Sunday, January 29, 2017

Is President Trump Putting Construction Trades Back To Work?

Among the early Trump administration executive orders last week were documents reinitiating the approval process for construction of the Keystone XL and Dakota Access pipelines, and a verbal promise to reduce business regulations by 75% to incentivize factory construction in the U.S. Laborers International General President Terry O’Sullivan says pipeline unions have $50 billion of work under contract. North American Building Trades Unions President Sean McGarvey says energy projects currently employ 32% of the U. S. construction industry workforce.

At the same time, it appears the Trump administration is preparing executive orders intended to reduce the influence of organized labor in the construction industry by rescinding Clinton and Obama administration executive orders favoring project labor agreements on major federally funded construction projects. Watch for more news on this front in the coming weeks.

Last week Senate democrats introduced legislation proposing the Trump campaign’s promised $1 trillion infrastructure investment over the next 10 years, including $210 billion for roads and bridges, $200 billion for funding other national transportation projects, $110 billion for water and sewer infrastructure construction, and $100 million for energy infrastructure.

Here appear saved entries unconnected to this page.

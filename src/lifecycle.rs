use hourglass_rs::SafeTimeProvider;
use tracing::{debug, info, warn};

use crate::config::EngineConfig;
use crate::errors::Result;
use crate::events::{Event, EventStore};
use crate::installment::{Installment, Transition};
use crate::reconcile::Reconciler;
use crate::store::Store;
use crate::types::InstallmentId;

/// result of a single installment operation
#[derive(Debug, Clone, PartialEq)]
pub struct InstallmentUpdate {
    pub installment: Installment,
    pub transition: Transition,
}

impl InstallmentUpdate {
    pub fn applied(&self) -> bool {
        self.transition.applied()
    }
}

/// installment state machine over the store
///
/// Each operation patches one installment atomically and touches only the
/// fields it owns, then re-derives the aggregate when the status moved.
pub struct InstallmentLedger<'a, S: Store + ?Sized> {
    store: &'a S,
    config: &'a EngineConfig,
}

impl<'a, S: Store + ?Sized> InstallmentLedger<'a, S> {
    pub fn new(store: &'a S, config: &'a EngineConfig) -> Self {
        Self { store, config }
    }

    /// settle an installment; repeat calls with the same references are no-ops
    pub fn mark_paid(
        &self,
        id: InstallmentId,
        external_refs: &[String],
        time_provider: &SafeTimeProvider,
        events: &mut EventStore,
    ) -> Result<InstallmentUpdate> {
        let now = time_provider.now();
        let mut transition = Transition::Unchanged;
        let mut newly_paid = false;
        let installment = self.store.update_installment(id, &mut |i| {
            newly_paid = !i.is_paid();
            transition = i.settle(now, external_refs);
            Ok(())
        })?;

        if newly_paid {
            info!(
                installment_id = %id,
                index = installment.index,
                amount = %installment.amount,
                "installment paid"
            );
            events.emit(Event::InstallmentPaid {
                installment_id: id,
                payment_id: installment.payment_id,
                amount: installment.amount,
                timestamp: now,
            });
            self.reconcile(&installment, time_provider, events)?;
        } else {
            debug!(installment_id = %id, "installment already paid");
        }

        Ok(InstallmentUpdate {
            installment,
            transition,
        })
    }

    /// pending -> overdue with a fresh grace window
    pub fn mark_overdue(
        &self,
        id: InstallmentId,
        time_provider: &SafeTimeProvider,
        events: &mut EventStore,
    ) -> Result<InstallmentUpdate> {
        let now = time_provider.now();
        let grace = self.config.grace_period();
        let mut transition = Transition::Unchanged;
        let installment = self.store.update_installment(id, &mut |i| {
            transition = i.mark_overdue(now, grace);
            Ok(())
        })?;

        if transition.applied() {
            let grace_ends_at = installment.grace_period_end.unwrap_or(now);
            warn!(
                installment_id = %id,
                due_date = %installment.due_date,
                %grace_ends_at,
                "installment overdue"
            );
            events.emit(Event::InstallmentOverdue {
                installment_id: id,
                payment_id: installment.payment_id,
                due_date: installment.due_date,
                grace_ends_at,
            });
            self.reconcile(&installment, time_provider, events)?;
        }

        Ok(InstallmentUpdate {
            installment,
            transition,
        })
    }

    /// close an elapsed grace window; status is unaffected
    pub fn expire_grace(
        &self,
        id: InstallmentId,
        time_provider: &SafeTimeProvider,
        events: &mut EventStore,
    ) -> Result<InstallmentUpdate> {
        let now = time_provider.now();
        let mut transition = Transition::Unchanged;
        let installment = self.store.update_installment(id, &mut |i| {
            transition = i.expire_grace(now);
            Ok(())
        })?;

        if transition.applied() {
            debug!(installment_id = %id, "grace period expired");
            events.emit(Event::GracePeriodExpired {
                installment_id: id,
                timestamp: now,
            });
        }
        Ok(InstallmentUpdate {
            installment,
            transition,
        })
    }

    /// processor declined the charge
    pub fn mark_failed(
        &self,
        id: InstallmentId,
        reason: Option<String>,
        time_provider: &SafeTimeProvider,
        events: &mut EventStore,
    ) -> Result<InstallmentUpdate> {
        let now = time_provider.now();
        let mut transition = Transition::Unchanged;
        let installment = self.store.update_installment(id, &mut |i| {
            transition = i.fail(now, reason.clone())?;
            Ok(())
        })?;

        if transition.applied() {
            warn!(
                installment_id = %id,
                failures = installment.failure_count,
                reason = installment.last_failure_reason.as_deref().unwrap_or(""),
                "installment charge failed"
            );
            events.emit(Event::InstallmentFailed {
                installment_id: id,
                reason,
                timestamp: now,
            });
            self.reconcile(&installment, time_provider, events)?;
        }
        Ok(InstallmentUpdate {
            installment,
            transition,
        })
    }

    /// failed -> pending ahead of a new charge attempt
    pub fn retry_failed(
        &self,
        id: InstallmentId,
        time_provider: &SafeTimeProvider,
        events: &mut EventStore,
    ) -> Result<InstallmentUpdate> {
        let now = time_provider.now();
        let mut transition = Transition::Unchanged;
        let installment = self.store.update_installment(id, &mut |i| {
            transition = i.retry(now)?;
            Ok(())
        })?;

        if transition.applied() {
            info!(installment_id = %id, "installment queued for retry");
            events.emit(Event::InstallmentRetried {
                installment_id: id,
                timestamp: now,
            });
            self.reconcile(&installment, time_provider, events)?;
        }
        Ok(InstallmentUpdate {
            installment,
            transition,
        })
    }

    /// count a reminder without touching status or payment fields
    pub fn record_reminder(
        &self,
        id: InstallmentId,
        time_provider: &SafeTimeProvider,
        events: &mut EventStore,
    ) -> Result<Installment> {
        let now = time_provider.now();
        let installment = self.store.update_installment(id, &mut |i| {
            i.record_reminder(now);
            Ok(())
        })?;
        debug!(
            installment_id = %id,
            reminders_sent = installment.reminders_sent,
            "reminder recorded"
        );
        events.emit(Event::ReminderRecorded {
            installment_id: id,
            reminders_sent: installment.reminders_sent,
            timestamp: now,
        });
        Ok(installment)
    }

    fn reconcile(
        &self,
        installment: &Installment,
        time_provider: &SafeTimeProvider,
        events: &mut EventStore,
    ) -> Result<()> {
        if self.store.payment(installment.payment_id)?.is_none() {
            warn!(
                installment_id = %installment.id,
                payment_id = %installment.payment_id,
                "installment has no aggregate"
            );
            return Ok(());
        }
        Reconciler::new(self.store, self.config).reconcile_payment(
            installment.payment_id,
            time_provider,
            events,
        )?;
        Ok(())
    }
}

#[cfg(test)]
mod tests {
    use super::*;
    use crate::decimal::Money;
    use crate::errors::PlanError;
    use crate::payment::ParentPayment;
    use crate::store::MemoryStore;
    use crate::types::{InstallmentStatus, PaymentStatus};
    use chrono::{DateTime, Duration, TimeZone, Utc};
    use hourglass_rs::TimeSource;
    use uuid::Uuid;

    fn start() -> DateTime<Utc> {
        Utc.with_ymd_and_hms(2024, 1, 1, 9, 0, 0).unwrap()
    }

    fn seed(store: &MemoryStore, count: u32) -> (ParentPayment, Vec<InstallmentId>) {
        let payment = ParentPayment::new(
            Uuid::new_v4(),
            Uuid::new_v4(),
            None,
            Money::from_major(50 * count as i64),
            start(),
            start(),
        );
        store.insert_payment(payment.clone()).unwrap();
        let ids = (1..=count)
            .map(|index| {
                let inst = Installment::new(
                    payment.id,
                    payment.parent_id,
                    None,
                    index,
                    count,
                    Money::from_major(50),
                    start() + Duration::days(30 * (index as i64 - 1)),
                    start(),
                );
                let id = inst.id;
                store.insert_installment(inst).unwrap();
                id
            })
            .collect();
        (payment, ids)
    }

    #[test]
    fn test_mark_paid_is_idempotent() {
        let store = MemoryStore::new();
        let config = EngineConfig::default();
        let time = SafeTimeProvider::new(TimeSource::Test(start()));
        let ledger = InstallmentLedger::new(&store, &config);
        let mut events = EventStore::new();
        let (_, ids) = seed(&store, 2);
        let refs = vec!["ch_1".to_string()];

        let first = ledger.mark_paid(ids[0], &refs, &time, &mut events).unwrap();
        assert!(first.applied());
        let paid_at = first.installment.paid_at;

        time.test_control().unwrap().advance(Duration::hours(3));
        let second = ledger.mark_paid(ids[0], &refs, &time, &mut events).unwrap();
        assert!(!second.applied());
        assert_eq!(second.installment.paid_at, paid_at);

        let paid_events = events
            .events()
            .iter()
            .filter(|e| matches!(e, Event::InstallmentPaid { .. }))
            .count();
        assert_eq!(paid_events, 1);
    }

    #[test]
    fn test_last_payment_settles_aggregate() {
        let store = MemoryStore::new();
        let config = EngineConfig::default();
        let time = SafeTimeProvider::new(TimeSource::Test(start()));
        let ledger = InstallmentLedger::new(&store, &config);
        let mut events = EventStore::new();
        let (payment, ids) = seed(&store, 2);

        ledger.mark_paid(ids[0], &[], &time, &mut events).unwrap();
        assert_eq!(store.payment(payment.id).unwrap().unwrap().status, PaymentStatus::Pending);

        time.test_control().unwrap().advance(Duration::days(30));
        ledger.mark_paid(ids[1], &[], &time, &mut events).unwrap();
        let stored = store.payment(payment.id).unwrap().unwrap();
        assert_eq!(stored.status, PaymentStatus::Paid);
        assert_eq!(stored.paid_at, Some(start() + Duration::days(30)));
    }

    #[test]
    fn test_overdue_then_paid_clears_grace() {
        let store = MemoryStore::new();
        let config = EngineConfig::default();
        let time = SafeTimeProvider::new(TimeSource::Test(start() + Duration::days(40)));
        let ledger = InstallmentLedger::new(&store, &config);
        let mut events = EventStore::new();
        let (payment, ids) = seed(&store, 2);

        let update = ledger.mark_overdue(ids[1], &time, &mut events).unwrap();
        assert_eq!(update.installment.status, InstallmentStatus::Overdue);
        assert_eq!(
            update.installment.grace_period_end,
            Some(start() + Duration::days(45))
        );
        assert_eq!(store.payment(payment.id).unwrap().unwrap().status, PaymentStatus::Overdue);

        let update = ledger.mark_paid(ids[1], &[], &time, &mut events).unwrap();
        assert!(!update.installment.in_grace_period);
        assert_eq!(update.installment.grace_period_end, None);
        assert_eq!(store.payment(payment.id).unwrap().unwrap().status, PaymentStatus::Pending);
    }

    #[test]
    fn test_failed_cannot_follow_paid() {
        let store = MemoryStore::new();
        let config = EngineConfig::default();
        let time = SafeTimeProvider::new(TimeSource::Test(start()));
        let ledger = InstallmentLedger::new(&store, &config);
        let mut events = EventStore::new();
        let (payment, ids) = seed(&store, 1);

        ledger
            .mark_failed(ids[0], Some("card_declined".into()), &time, &mut events)
            .unwrap();
        assert_eq!(store.payment(payment.id).unwrap().unwrap().status, PaymentStatus::Failed);

        ledger.retry_failed(ids[0], &time, &mut events).unwrap();
        ledger.mark_paid(ids[0], &[], &time, &mut events).unwrap();
        let err = ledger.mark_failed(ids[0], None, &time, &mut events).unwrap_err();
        assert!(matches!(err, PlanError::InvalidTransition { .. }));
        assert_eq!(
            store.installment(ids[0]).unwrap().unwrap().status,
            InstallmentStatus::Paid
        );
    }

    #[test]
    fn test_reminders_and_payment_do_not_clobber() {
        let store = MemoryStore::new();
        let config = EngineConfig::default();
        let (payment, ids) = seed(&store, 1);
        let id = ids[0];

        std::thread::scope(|scope| {
            for _ in 0..4 {
                scope.spawn(|| {
                    let time = SafeTimeProvider::new(TimeSource::Test(start()));
                    let ledger = InstallmentLedger::new(&store, &config);
                    let mut events = EventStore::new();
                    for _ in 0..25 {
                        ledger.record_reminder(id, &time, &mut events).unwrap();
                    }
                });
            }
            scope.spawn(|| {
                let time = SafeTimeProvider::new(TimeSource::Test(start()));
                let ledger = InstallmentLedger::new(&store, &config);
                let mut events = EventStore::new();
                ledger.mark_paid(id, &[], &time, &mut events).unwrap();
            });
        });

        let stored = store.installment(id).unwrap().unwrap();
        assert_eq!(stored.reminders_sent, 100);
        assert_eq!(stored.status, InstallmentStatus::Paid);
        assert!(stored.paid_at.is_some());
        assert_eq!(store.payment(payment.id).unwrap().unwrap().status, PaymentStatus::Paid);
    }
}
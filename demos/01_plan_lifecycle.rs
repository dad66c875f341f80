/// plan lifecycle - enrollment, monthly payments, overdue sweep, cash at the desk
use chrono::{Duration, TimeZone, Utc};
use payment_plan_rs::{
    ManualStatusRequest, MemoryStore, Money, PaymentMethod, PaymentPlanEngine, PlanTerms,
    SafeTimeProvider, TimeSource, Uuid,
};
use tracing_subscriber::EnvFilter;

fn main() -> Result<(), Box<dyn std::error::Error>> {
    tracing_subscriber::fmt()
        .with_env_filter(EnvFilter::try_from_default_env().unwrap_or_else(|_| EnvFilter::new("info")))
        .init();

    println!("=== plan lifecycle example ===\n");

    let time = SafeTimeProvider::new(TimeSource::Test(
        Utc.with_ymd_and_hms(2024, 1, 1, 0, 0, 0).unwrap(),
    ));
    let controller = time.test_control().unwrap();
    let engine = PaymentPlanEngine::with_defaults(MemoryStore::new());

    // $1200 season fee over 12 months
    let terms = PlanTerms::monthly(Uuid::new_v4(), Money::from_major(1200), 12, time.now());
    let created = engine.create_plan(terms, &time)?;
    let payment_id = created.payment.id;
    println!("plan {} created", created.plan.id);
    for row in engine.installments_for_payment(payment_id)? {
        println!(
            "  #{:>2} due {} ${} {:?}",
            row.index,
            row.due_date.format("%Y-%m-%d"),
            row.amount,
            row.status
        );
    }

    // february paid by card
    controller.advance(Duration::days(31));
    let ids = created.installment_ids.clone();
    engine.mark_paid(ids[1], &["pi_feb".to_string()], &time)?;
    println!("\n{}: installment 2 paid", time.now().format("%Y-%m-%d"));

    // march missed
    controller.advance(Duration::days(30));
    let sweep = engine.sweep(&time)?;
    println!(
        "{}: sweep marked {} installment(s) overdue",
        time.now().format("%Y-%m-%d"),
        sweep.marked_overdue.len()
    );
    println!("aggregate status: {:?}", engine.payment(payment_id)?.map(|p| p.status));

    // family pays cash at practice
    controller.advance(Duration::days(2));
    let request = ManualStatusRequest::mark_paid(ids[2], PaymentMethod::Cash, "paid at practice", "admin1");
    engine.set_manual_status(&request, &time)?;
    println!(
        "{}: cash recorded, aggregate status: {:?}",
        time.now().format("%Y-%m-%d"),
        engine.payment(payment_id)?.map(|p| p.status)
    );

    let progress = engine.payment_progress(payment_id)?;
    println!(
        "\nprogress: {}/{} paid ({}%), remaining ${}",
        progress.paid_count,
        progress.total_count,
        progress.completion_percent,
        Money::from_minor(progress.remaining_minor)
    );

    let report = engine.revenue_report(&time)?;
    println!("\nrevenue report:\n{}", serde_json::to_string_pretty(&report)?);

    println!("\n{} audit events recorded", engine.events().len());
    Ok(())
}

Trump administration spokesmen would not comment on the proposal, but Senate Majority Leader Mitch McConnell immediately told reporters he doesn’t want in infrastructure construction stimulus plan.

McConnell said he is waiting for a Trump administration proposal that pays for infrastructure projects “in a credible way.” Assistant Republican Leader Senator John Cornyn echoed McConnell’s sentiment, saying, “It needs to be paid for because we’ve got $20 trillion in debt.” President Trump himself earlier commented that putting people to work building infrastructure is “not a very Republican thing. I didn’t even know that, frankly,” and that infrastructure won’t be a core part of the first few years of his administration.